The 2014 season was IFK Göteborg's 109th in existence, their 82nd season in Allsvenskan and their 38th consecutive season in the league. They competed in Allsvenskan where they finished second, Svenska Cupen where they were knocked out in the quarter-finals and the UEFA Europa League where they were knocked out in the third qualifying round. IFK Göteborg also participated in one competition in which the club continued playing in for the 2015 season, 2014–15 Svenska Cupen. The season began with the group stage of Svenska Cupen on 1 March, league play started on 30 March and lasted until 1 November. A new captain was announced since former captain Tobias Hysén left the squad. Vice captain Mattias Bjärsmyr took over the captaincy.

Summary

Allsvenskan

Svenska Cupen
IFK Göteborg qualified for the group stage of the 2013–14 Svenska Cupen in the 2013 season by beating Lunds BK 4–0 on 22 August 2013. The club was seeded second in the group stage draw after finishing second in the 2013 Allsvenskan. The groups were drawn on 13 November 2013 and IFK Göteborg were drawn against Superettan teams GIF Sundsvall and IFK Värnamo and Division 2 team Hudiksvalls FF. The group stage is being played between 1 and 15 March 2014 before the start of the league season.

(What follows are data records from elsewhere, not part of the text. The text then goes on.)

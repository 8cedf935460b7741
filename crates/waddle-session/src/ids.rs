//! Temporary principal allocation.

use std::sync::atomic::{AtomicI64, Ordering};

use crate::types::Principal;

/// Issues temporary principals to new connections.
///
/// Every value must be unique for the lifetime of the process and disjoint
/// from permanent user identifiers, i.e. strictly negative.
pub trait IdGenerator: Send + Sync + 'static {
    fn next_temporary(&self) -> Principal;
}

/// Counts down from -1.
#[derive(Debug)]
pub struct SequentialIds {
    next: AtomicI64,
}

impl SequentialIds {
    pub fn new() -> Self {
        Self {
            next: AtomicI64::new(-1),
        }
    }
}

impl Default for SequentialIds {
    fn default() -> Self {
        Self::new()
    }
}

impl IdGenerator for SequentialIds {
    fn next_temporary(&self) -> Principal {
        Principal::new(self.next.fetch_sub(1, Ordering::Relaxed))
    }
}

#[cfg(test)]
mod tests {
    use super::*;
    use std::collections::HashSet;
    use std::sync::Arc;

    #[test]
    fn test_ids_are_temporary_and_distinct() {
        let ids = SequentialIds::new();
        let a = ids.next_temporary();
        let b = ids.next_temporary();
        assert!(a.is_temporary());
        assert!(b.is_temporary());
        assert_ne!(a, b);
    }

    #[test]
    fn test_ids_unique_across_threads() {
        let ids = Arc::new(SequentialIds::new());
        let handles: Vec<_> = (0..8)
            .map(|_| {
                let ids = Arc::clone(&ids);
                std::thread::spawn(move || {
                    (0..500).map(|_| ids.next_temporary()).collect::<Vec<_>>()
                })
            })
            .collect();

        let mut seen = HashSet::new();
        for handle in handles {
            for id in handle.join().unwrap() {
                assert!(seen.insert(id), "duplicate temporary id {}", id);
            }
        }
        assert_eq!(seen.len(), 4000);
    }
}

The first match was a home fixture against IFK Värnamo at Valhalla IP on 1 March 2014, IFK Göteborg won the match 2–0. The second match was an away fixture against Hudiksvalls FF on 8 March 2014, IFK Göteborg won the match 10–0 after five goals by Robin Söder. The win is together with the club's 10–0 victory against Karlskrona BK in 1941 and 11–1 victory against Åsebro IF in 1997 the biggest victory in Svenska Cupen for IFK Göteborg.

The third and final match was a home fixture against GIF Sundsvall on 15 March 2014 at Ullevi which IFK Göteborg won 4–2. IFK Göteborg won the group and advanced to the quarter-finals where they faced Superettan club IK Sirius. The quarter-finals were drawn on 17 March 2014, the club was seeded in the draw after finishing as one of the four best group winners. The quarter-final was played at home on 23 March 2014, IFK Göteborg lost the match 1–0 and was knocked out.

The draw for the second round of the 2014–15 Svenska Cupen was made on 7 August. IFK Göteborg faced Division 3 side Assyriska Turabdin IK. The match was played away in Jönköping on 20 August and IFK Göteborg won 5–0 and progressed to the group stage to be held in March 2015.

UEFA Europa League
IFK Göteborg qualified for the 2014–15 UEFA Europa League by merit of finishing third in the 2013 Allsvenskan. The club entered the competition in the first round of qualification. The draw for the first and second qualifying rounds was held on 23 June, IFK Göteborg was seeded in both rounds in the draw. The club was drawn against the 2013–14 Luxembourgian runners-up Fola Esch in the first qualifying round. This was the fifth time that IFK Göteborg faced Luxembourgian opposition in European competition, and the first time since 2005. The first leg of the fixture was played at home on 3 July and ended in a 0–0 draw after a game of few chances from either side. The away fixture at Stade Josy Barthel in Luxembourg City was played on 10 July and ended with a 2–0 win for IFK Göteborg, thus taking them through to the second qualifying round with 2–0 on aggregate.

IFK Göteborg faced 2013–14 Hungarian runners-up Győri in the second qualifying round. The first leg was played at the ETO Park in Győr on 17 July and ended in a 3–0 victory for IFK Göteborg. The second leg was played on 24 July at home and ended with a 1–0 defeat for IFK Göteborg. The tie ended in a 3–1 win with IFK Göteborg advancing to the third qualifying round. This was the third time IFK Göteborg face a club from the Hungary in European competition and the first time since 2005.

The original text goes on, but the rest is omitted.